What to work on
Find the string "ScheduleConfig" in the material. Copy every line that has it.

━━━━━ Information given ━━━━━

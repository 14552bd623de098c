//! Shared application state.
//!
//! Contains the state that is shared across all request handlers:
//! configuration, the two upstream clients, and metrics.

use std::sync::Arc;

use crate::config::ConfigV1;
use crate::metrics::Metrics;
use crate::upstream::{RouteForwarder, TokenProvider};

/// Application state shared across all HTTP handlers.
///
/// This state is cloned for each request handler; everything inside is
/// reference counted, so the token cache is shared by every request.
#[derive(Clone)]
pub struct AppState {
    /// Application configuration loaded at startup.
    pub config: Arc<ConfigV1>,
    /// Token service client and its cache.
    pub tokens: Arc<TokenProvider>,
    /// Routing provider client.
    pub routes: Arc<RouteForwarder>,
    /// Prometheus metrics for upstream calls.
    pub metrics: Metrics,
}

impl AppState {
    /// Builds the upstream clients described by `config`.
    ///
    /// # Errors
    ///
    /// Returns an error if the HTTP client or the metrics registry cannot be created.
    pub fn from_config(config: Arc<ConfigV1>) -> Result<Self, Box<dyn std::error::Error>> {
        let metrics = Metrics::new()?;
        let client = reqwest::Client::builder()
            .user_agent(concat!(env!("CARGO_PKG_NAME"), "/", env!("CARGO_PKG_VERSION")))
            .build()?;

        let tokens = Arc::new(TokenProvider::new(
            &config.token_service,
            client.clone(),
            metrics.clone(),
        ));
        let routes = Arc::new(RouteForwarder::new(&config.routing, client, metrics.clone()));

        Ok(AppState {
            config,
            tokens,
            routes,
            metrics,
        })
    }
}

━━━━━
━━━━━ Information given ━━━━━

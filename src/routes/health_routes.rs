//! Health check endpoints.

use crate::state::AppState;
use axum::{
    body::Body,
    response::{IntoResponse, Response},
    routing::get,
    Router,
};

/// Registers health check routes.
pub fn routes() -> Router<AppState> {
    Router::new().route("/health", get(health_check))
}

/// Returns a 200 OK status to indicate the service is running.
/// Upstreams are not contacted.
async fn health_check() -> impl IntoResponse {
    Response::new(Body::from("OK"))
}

━━━━━
━━━━━ Information given ━━━━━

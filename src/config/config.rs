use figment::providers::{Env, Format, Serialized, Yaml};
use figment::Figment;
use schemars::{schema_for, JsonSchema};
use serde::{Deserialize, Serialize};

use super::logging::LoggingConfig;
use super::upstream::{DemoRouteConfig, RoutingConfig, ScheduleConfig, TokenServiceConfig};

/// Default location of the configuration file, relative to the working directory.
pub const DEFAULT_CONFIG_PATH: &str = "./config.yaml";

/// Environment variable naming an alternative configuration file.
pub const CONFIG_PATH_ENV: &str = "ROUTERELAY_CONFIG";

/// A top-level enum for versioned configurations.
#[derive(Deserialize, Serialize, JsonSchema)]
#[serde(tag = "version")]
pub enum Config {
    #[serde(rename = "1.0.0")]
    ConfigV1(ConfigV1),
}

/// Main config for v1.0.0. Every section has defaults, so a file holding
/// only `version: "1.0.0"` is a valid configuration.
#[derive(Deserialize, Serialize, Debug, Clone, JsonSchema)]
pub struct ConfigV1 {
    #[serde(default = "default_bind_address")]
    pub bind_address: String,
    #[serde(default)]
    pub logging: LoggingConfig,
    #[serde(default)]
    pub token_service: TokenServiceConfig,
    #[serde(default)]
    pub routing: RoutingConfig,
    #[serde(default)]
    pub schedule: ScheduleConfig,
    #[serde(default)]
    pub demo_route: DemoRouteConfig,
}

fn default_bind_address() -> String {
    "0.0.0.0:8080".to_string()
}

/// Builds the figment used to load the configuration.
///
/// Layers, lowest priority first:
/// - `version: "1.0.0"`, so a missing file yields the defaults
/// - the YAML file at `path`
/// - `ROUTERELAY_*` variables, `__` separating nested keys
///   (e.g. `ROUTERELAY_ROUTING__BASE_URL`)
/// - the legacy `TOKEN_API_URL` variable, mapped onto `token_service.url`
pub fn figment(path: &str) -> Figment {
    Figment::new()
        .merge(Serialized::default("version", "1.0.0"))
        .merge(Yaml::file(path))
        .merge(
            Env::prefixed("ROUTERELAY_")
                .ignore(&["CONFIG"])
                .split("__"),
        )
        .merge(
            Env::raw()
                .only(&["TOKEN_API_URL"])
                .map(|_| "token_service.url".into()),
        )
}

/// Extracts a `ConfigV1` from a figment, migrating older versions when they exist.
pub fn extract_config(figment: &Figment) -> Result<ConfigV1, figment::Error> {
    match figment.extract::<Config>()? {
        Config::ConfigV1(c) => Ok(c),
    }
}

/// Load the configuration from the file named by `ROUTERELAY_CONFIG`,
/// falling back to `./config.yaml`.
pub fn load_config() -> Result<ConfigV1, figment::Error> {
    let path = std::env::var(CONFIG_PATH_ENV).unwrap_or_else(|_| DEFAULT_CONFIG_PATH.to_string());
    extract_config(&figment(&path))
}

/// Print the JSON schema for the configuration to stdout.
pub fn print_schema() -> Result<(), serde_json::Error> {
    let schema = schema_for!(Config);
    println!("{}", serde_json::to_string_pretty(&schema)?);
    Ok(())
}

━━━━━

Task result
use super::upstream::{DemoRouteConfig, RoutingConfig, ScheduleConfig, TokenServiceConfig};
    pub schedule: ScheduleConfig,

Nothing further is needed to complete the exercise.